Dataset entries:

┄┄┄┄┄┄┄┄┄┄┄┄┄┄┄┄┄┄┄┄

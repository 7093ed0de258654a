// Copyright (c) Microsoft Corporation.
// Licensed under the MIT License.

//! Register definitions for the per-node northbridge functions of a
//! point-to-point (HyperTransport style) processor interconnect.
//!
//! Each interconnect node exposes its northbridge as a multi-function PCI
//! device at device number [`NODE_DEVICE_BASE`] + node id on bus 0. The
//! address map registers in function 1 are replicated: every node holds an
//! identical copy, and firmware must write all copies.
//!
//! Field layouts are expressed with explicit bit positions; nothing here
//! relies on struct layout reinterpretation.

#![no_std]
#![forbid(unsafe_code)]

/// PCI device number of node 0's northbridge on bus 0.
pub const NODE_DEVICE_BASE: u8 = 0x18;

/// Function 0: link configuration and system configuration.
pub mod f0 {
    use bitfield_struct::bitfield;

    /// Node ID register offset.
    pub const NODE_ID: u16 = 0x60;
    /// Unit ID register offset.
    pub const UNIT_ID: u16 = 0x64;

    /// Node ID register (F0x60).
    #[bitfield(u32)]
    #[derive(PartialEq, Eq)]
    pub struct NodeId {
        /// This node's id.
        #[bits(3)]
        pub node_id: u8,
        #[bits(1)]
        _reserved: u8,
        /// Number of nodes in the system, minus one.
        #[bits(3)]
        pub node_cnt: u8,
        #[bits(25)]
        _reserved2: u32,
    }

    /// Unit ID register (F0x64).
    #[bitfield(u32)]
    #[derive(PartialEq, Eq)]
    pub struct UnitId {
        #[bits(8)]
        _reserved: u8,
        /// Link number of the link connected to the southbridge.
        #[bits(3)]
        pub sb_link: u8,
        #[bits(21)]
        _reserved2: u32,
    }
}

/// Function 1: address map.
pub mod f1 {
    use bitfield_struct::bitfield;
    use static_assertions::const_assert_eq;

    /// DRAM base (low) for node 0. Node `n` is at `+ n * DRAM_PAIR_STRIDE`.
    pub const DRAM_BASE_LOW: u16 = 0x40;
    /// DRAM limit (low) for node 0.
    pub const DRAM_LIMIT_LOW: u16 = 0x44;
    /// DRAM base (high byte) for node 0.
    pub const DRAM_BASE_HIGH: u16 = 0x140;
    /// DRAM limit (high byte) for node 0.
    pub const DRAM_LIMIT_HIGH: u16 = 0x144;
    /// Distance between consecutive nodes' DRAM register pairs.
    pub const DRAM_PAIR_STRIDE: u16 = 8;

    /// First memory-mapped I/O base/limit pair.
    pub const MMIO_PAIR_FIRST: u16 = 0x80;
    /// Last memory-mapped I/O base/limit pair.
    pub const MMIO_PAIR_LAST: u16 = 0xB8;
    /// First I/O base/limit pair.
    pub const IO_PAIR_FIRST: u16 = 0xC0;
    /// Last I/O base/limit pair.
    pub const IO_PAIR_LAST: u16 = 0xD8;
    /// Distance between consecutive base/limit pairs.
    pub const PAIR_STRIDE: u16 = 8;
    /// Offset of the limit register relative to its base register.
    pub const PAIR_LIMIT_OFFSET: u16 = 4;

    /// Number of memory-mapped I/O pairs.
    pub const MMIO_PAIR_COUNT: usize = ((MMIO_PAIR_LAST - MMIO_PAIR_FIRST) / PAIR_STRIDE + 1) as usize;
    /// Number of I/O pairs.
    pub const IO_PAIR_COUNT: usize = ((IO_PAIR_LAST - IO_PAIR_FIRST) / PAIR_STRIDE + 1) as usize;

    const_assert_eq!(MMIO_PAIR_COUNT, 8);
    const_assert_eq!(IO_PAIR_COUNT, 4);
    // The I/O pairs directly follow the memory pairs.
    const_assert_eq!(MMIO_PAIR_LAST + PAIR_STRIDE, IO_PAIR_FIRST);

    /// DRAM hole address register.
    pub const DRAM_HOLE: u16 = 0xF0;
    /// VGA enable register.
    pub const VGA_ENABLE: u16 = 0xF4;

    /// DRAM base register, low part (F1x40 + 8n).
    #[bitfield(u32)]
    #[derive(PartialEq, Eq)]
    pub struct DramBase {
        /// Read enable.
        pub re: bool,
        /// Write enable.
        pub we: bool,
        #[bits(6)]
        _reserved: u8,
        /// Node interleave enable.
        #[bits(3)]
        pub intlv_en: u8,
        #[bits(5)]
        _reserved2: u8,
        /// Address bits `[39:24]`.
        #[bits(16)]
        pub base_39_24: u16,
    }

    /// DRAM limit register, low part (F1x44 + 8n).
    ///
    /// The limit is inclusive: address bits `[23:0]` are implied ones.
    #[bitfield(u32)]
    #[derive(PartialEq, Eq)]
    pub struct DramLimit {
        /// Node that owns the range.
        #[bits(3)]
        pub dst_node: u8,
        #[bits(5)]
        _reserved: u8,
        /// Node interleave select.
        #[bits(3)]
        pub intlv_sel: u8,
        #[bits(5)]
        _reserved2: u8,
        /// Address bits `[39:24]`.
        #[bits(16)]
        pub limit_39_24: u16,
    }

    /// DRAM base or limit register, high part (F1x140/F1x144 + 8n).
    #[bitfield(u32)]
    #[derive(PartialEq, Eq)]
    pub struct DramHigh {
        /// Address bits `[47:40]`.
        pub addr_47_40: u8,
        #[bits(24)]
        _reserved: u32,
    }

    /// DRAM hole address register (F1xF0).
    #[bitfield(u32)]
    #[derive(PartialEq, Eq)]
    pub struct DramHole {
        /// The hole is valid.
        pub valid: bool,
        #[bits(6)]
        _reserved: u8,
        /// Offset applied to addresses hoisted above 4 GiB.
        #[bits(9)]
        pub hole_offset: u16,
        #[bits(8)]
        _reserved2: u8,
        /// Hole base address bits `[31:24]`.
        pub hole_base: u8,
    }

    impl DramHole {
        /// The byte address where the hole starts.
        pub fn base_address(&self) -> u64 {
            u64::from(self.hole_base()) << 24
        }
    }

    /// Memory-mapped I/O base register (F1x80 + 8n).
    #[bitfield(u32)]
    #[derive(PartialEq, Eq)]
    pub struct MmioBase {
        /// Read enable.
        pub re: bool,
        /// Write enable.
        pub we: bool,
        /// CPU access disable.
        pub cpu_dis: bool,
        /// Register lock.
        pub lock: bool,
        /// Destination node bits `[5:4]`.
        #[bits(2)]
        pub dst_node_hi: u8,
        #[bits(2)]
        _reserved: u8,
        /// Address bits `[39:16]`.
        #[bits(24)]
        pub base_39_16: u32,
    }

    /// Memory-mapped I/O limit register (F1x84 + 8n).
    #[bitfield(u32)]
    #[derive(PartialEq, Eq)]
    pub struct MmioLimit {
        /// Destination node bits `[3:0]`.
        #[bits(4)]
        pub dst_node: u8,
        /// Destination link.
        #[bits(3)]
        pub dst_link: u8,
        /// Non-posted.
        pub np: bool,
        /// Address bits `[39:16]`, inclusive.
        #[bits(24)]
        pub limit_39_16: u32,
    }

    /// I/O base register (F1xC0 + 8n).
    #[bitfield(u32)]
    #[derive(PartialEq, Eq)]
    pub struct IoBase {
        /// Read enable.
        pub re: bool,
        /// Write enable.
        pub we: bool,
        #[bits(2)]
        _reserved: u8,
        /// VGA enable.
        pub vga: bool,
        /// ISA enable.
        pub isa: bool,
        #[bits(6)]
        _reserved2: u8,
        /// Address bits `[24:12]`.
        #[bits(13)]
        pub base_24_12: u16,
        #[bits(7)]
        _reserved3: u8,
    }

    /// I/O limit register (F1xC4 + 8n).
    #[bitfield(u32)]
    #[derive(PartialEq, Eq)]
    pub struct IoLimit {
        /// Destination node bits `[3:0]`.
        #[bits(4)]
        pub dst_node: u8,
        /// Destination link.
        #[bits(3)]
        pub dst_link: u8,
        #[bits(1)]
        _reserved: u8,
        /// Destination node bits `[5:4]`.
        #[bits(2)]
        pub dst_node_hi: u8,
        #[bits(2)]
        _reserved2: u8,
        /// Address bits `[24:12]`, inclusive.
        #[bits(13)]
        pub limit_24_12: u16,
        #[bits(7)]
        _reserved3: u8,
    }

    /// VGA enable register (F1xF4).
    ///
    /// When enabled, routes MMIO `0xA0000..=0xBFFFF` and I/O `0x3B0..=0x3BB`,
    /// `0x3C0..=0x3DF` to the given node and link.
    #[bitfield(u32)]
    #[derive(PartialEq, Eq)]
    pub struct VgaEnable {
        /// Enable VGA routing.
        pub enable: bool,
        /// Non-posted.
        pub np: bool,
        /// CPU access disable.
        pub cpu_dis: bool,
        #[bits(1)]
        _reserved: u8,
        /// Destination node.
        #[bits(4)]
        pub dst_node: u8,
        #[bits(4)]
        _reserved2: u8,
        /// Destination link.
        #[bits(3)]
        pub dst_link: u8,
        #[bits(17)]
        _reserved3: u32,
    }

    /// Packed DRAM extent word used by the address map code.
    ///
    /// Carries address bits `[47:27]` at bits `[28:8]` plus an enable bit,
    /// combining a low DRAM register and its high byte into one value.
    #[bitfield(u32)]
    #[derive(PartialEq, Eq)]
    pub struct DramAddressWord {
        /// Range enabled.
        pub enable: bool,
        #[bits(7)]
        _reserved: u8,
        /// Address bits `[47:27]`.
        #[bits(21)]
        pub addr_47_27: u32,
        #[bits(3)]
        _reserved2: u8,
    }

    impl DramAddressWord {
        /// Combines address bits `[39:24]` with the high byte `[47:40]`.
        pub fn from_parts(addr_39_24: u16, addr_47_40: u8) -> Self {
            Self::new().with_addr_47_27(u32::from(addr_39_24 >> 3) | u32::from(addr_47_40) << 13)
        }

        /// The byte address of the 128 MiB block named by this word.
        pub fn address(&self) -> u64 {
            u64::from(self.addr_47_27()) << 27
        }
    }
}

/// Function 3: miscellaneous control.
pub mod f3 {
    use bitfield_struct::bitfield;

    /// Northbridge capabilities register offset.
    pub const NB_CAPABILITIES: u16 = 0xE8;

    /// Northbridge capabilities register (F3xE8), family 10h layout.
    #[bitfield(u32)]
    #[derive(PartialEq, Eq)]
    pub struct NbCapabilities {
        #[bits(12)]
        _reserved: u16,
        /// Core count minus one, bits `[1:0]`.
        #[bits(2)]
        pub cmp_cap: u8,
        #[bits(1)]
        _reserved2: u8,
        /// Core count minus one, bit 2.
        pub cmp_cap_ext: bool,
        #[bits(16)]
        _reserved3: u16,
    }

    impl NbCapabilities {
        /// Number of cores on the node beyond the first.
        pub fn siblings(&self) -> u8 {
            self.cmp_cap() | u8::from(self.cmp_cap_ext()) << 2
        }
    }
}

/// Function 5: extended northbridge.
pub mod f5 {
    use bitfield_struct::bitfield;

    /// Northbridge capabilities 2 register offset.
    pub const NB_CAPABILITIES_2: u16 = 0x84;

    /// Northbridge capabilities 2 register (F5x84), family 15h layout.
    #[bitfield(u32)]
    #[derive(PartialEq, Eq)]
    pub struct NbCapabilities2 {
        /// Core count minus one.
        pub cmp_cap: u8,
        #[bits(24)]
        _reserved: u32,
    }
}

/// CPUID leaves consumed by processor enumeration.
pub mod cpuid {
    use bitfield_struct::bitfield;

    /// Processor signature leaf.
    pub const LEAF_SIGNATURE: u32 = 0x0000_0001;
    /// Address size and core count leaf.
    pub const LEAF_ADDRESS_SIZES: u32 = 0x8000_0008;

    /// Leaf 1 EAX.
    #[bitfield(u32)]
    #[derive(PartialEq, Eq)]
    pub struct ProcessorSignature {
        /// Stepping.
        #[bits(4)]
        pub stepping: u8,
        /// Base model.
        #[bits(4)]
        pub base_model: u8,
        /// Base family.
        #[bits(4)]
        pub base_family: u8,
        #[bits(4)]
        _reserved: u8,
        /// Extended model.
        #[bits(4)]
        pub ext_model: u8,
        /// Extended family.
        pub ext_family: u8,
        #[bits(4)]
        _reserved2: u8,
    }

    /// Leaf 0x8000_0008 ECX.
    #[bitfield(u32)]
    #[derive(PartialEq, Eq)]
    pub struct CoreCountInfo {
        /// Number of populated cores minus one.
        pub nc: u8,
        #[bits(4)]
        _reserved: u8,
        /// Number of low APIC id bits that identify the core.
        #[bits(4)]
        pub apic_id_core_id_size: u8,
        /// Performance time-stamp counter size.
        #[bits(2)]
        pub perf_tsc_size: u8,
        #[bits(14)]
        _reserved2: u16,
    }
}

#[cfg(test)]
mod tests {
    use super::*;

    #[test]
    fn test_mmio_layout() {
        let base = f1::MmioBase::new()
            .with_re(true)
            .with_we(true)
            .with_dst_node_hi(1)
            .with_base_39_16(0xe000);
        assert_eq!(u32::from(base), 3 | 0x10 | 0xe0_0000);

        let limit = f1::MmioLimit::from(0x00ef_ff25);
        assert_eq!(limit.dst_node(), 5);
        assert_eq!(limit.dst_link(), 2);
        assert_eq!(limit.limit_39_16(), 0xefff);
    }

    #[test]
    fn test_io_layout() {
        let limit = f1::IoLimit::new()
            .with_dst_node(2)
            .with_dst_link(1)
            .with_dst_node_hi(1)
            .with_limit_24_12(0xf);
        assert_eq!(u32::from(limit), 2 | (1 << 4) | (1 << 8) | 0xf000);
    }

    #[test]
    fn test_dram_word() {
        // 2 GiB - 1 in the low limit register.
        let word = f1::DramAddressWord::from_parts(0x7f, 0);
        assert_eq!(word.addr_47_27(), 0xf);
        assert_eq!(word.address(), 0x7800_0000);

        let word = f1::DramAddressWord::from_parts(0, 1).with_enable(true);
        assert_eq!(word.address(), 1 << 40);
        assert_eq!(u32::from(word) & 1, 1);
    }

    #[test]
    fn test_siblings() {
        assert_eq!(f3::NbCapabilities::from(0x3000).siblings(), 3);
        assert_eq!(f3::NbCapabilities::from(0xb000).siblings(), 7);
        assert_eq!(f3::NbCapabilities::from(0x8000).siblings(), 4);
    }

    #[test]
    fn test_cpuid() {
        // Family 15h: base family 0xf, extended family 6.
        let sig = cpuid::ProcessorSignature::from(0x0063_0f01);
        assert_eq!(sig.ext_family(), 6);
        assert_eq!(sig.base_family(), 0xf);

        let cores = cpuid::CoreCountInfo::from(0x0000_2003);
        assert_eq!(cores.nc(), 3);
        assert_eq!(cores.apic_id_core_id_size(), 2);
    }
}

┄┄┄┄┄┄┄┄┄┄┄┄┄┄┄┄┄┄┄┄

Exercise prompt: Among the entries above, locate the lines containing "capabilities register offset." and "pub struct ProcessorSignature", and transcribe exactly those two lines and all lines between.

Reply:
    /// Northbridge capabilities register offset.
    pub const NB_CAPABILITIES: u16 = 0xE8;

    /// Northbridge capabilities register (F3xE8), family 10h layout.
    #[bitfield(u32)]
    #[derive(PartialEq, Eq)]
    pub struct NbCapabilities {
        #[bits(12)]
        _reserved: u16,
        /// Core count minus one, bits `[1:0]`.
        #[bits(2)]
        pub cmp_cap: u8,
        #[bits(1)]
        _reserved2: u8,
        /// Core count minus one, bit 2.
        pub cmp_cap_ext: bool,
        #[bits(16)]
        _reserved3: u16,
    }

    impl NbCapabilities {
        /// Number of cores on the node beyond the first.
        pub fn siblings(&self) -> u8 {
            self.cmp_cap() | u8::from(self.cmp_cap_ext()) << 2
        }
    }
}

/// Function 5: extended northbridge.
pub mod f5 {
    use bitfield_struct::bitfield;

    /// Northbridge capabilities 2 register offset.
    pub const NB_CAPABILITIES_2: u16 = 0x84;

    /// Northbridge capabilities 2 register (F5x84), family 15h layout.
    #[bitfield(u32)]
    #[derive(PartialEq, Eq)]
    pub struct NbCapabilities2 {
        /// Core count minus one.
        pub cmp_cap: u8,
        #[bits(24)]
        _reserved: u32,
    }
}

/// CPUID leaves consumed by processor enumeration.
pub mod cpuid {
    use bitfield_struct::bitfield;

    /// Processor signature leaf.
    pub const LEAF_SIGNATURE: u32 = 0x0000_0001;
    /// Address size and core count leaf.
    pub const LEAF_ADDRESS_SIZES: u32 = 0x8000_0008;

    /// Leaf 1 EAX.
    #[bitfield(u32)]
    #[derive(PartialEq, Eq)]
    pub struct ProcessorSignature {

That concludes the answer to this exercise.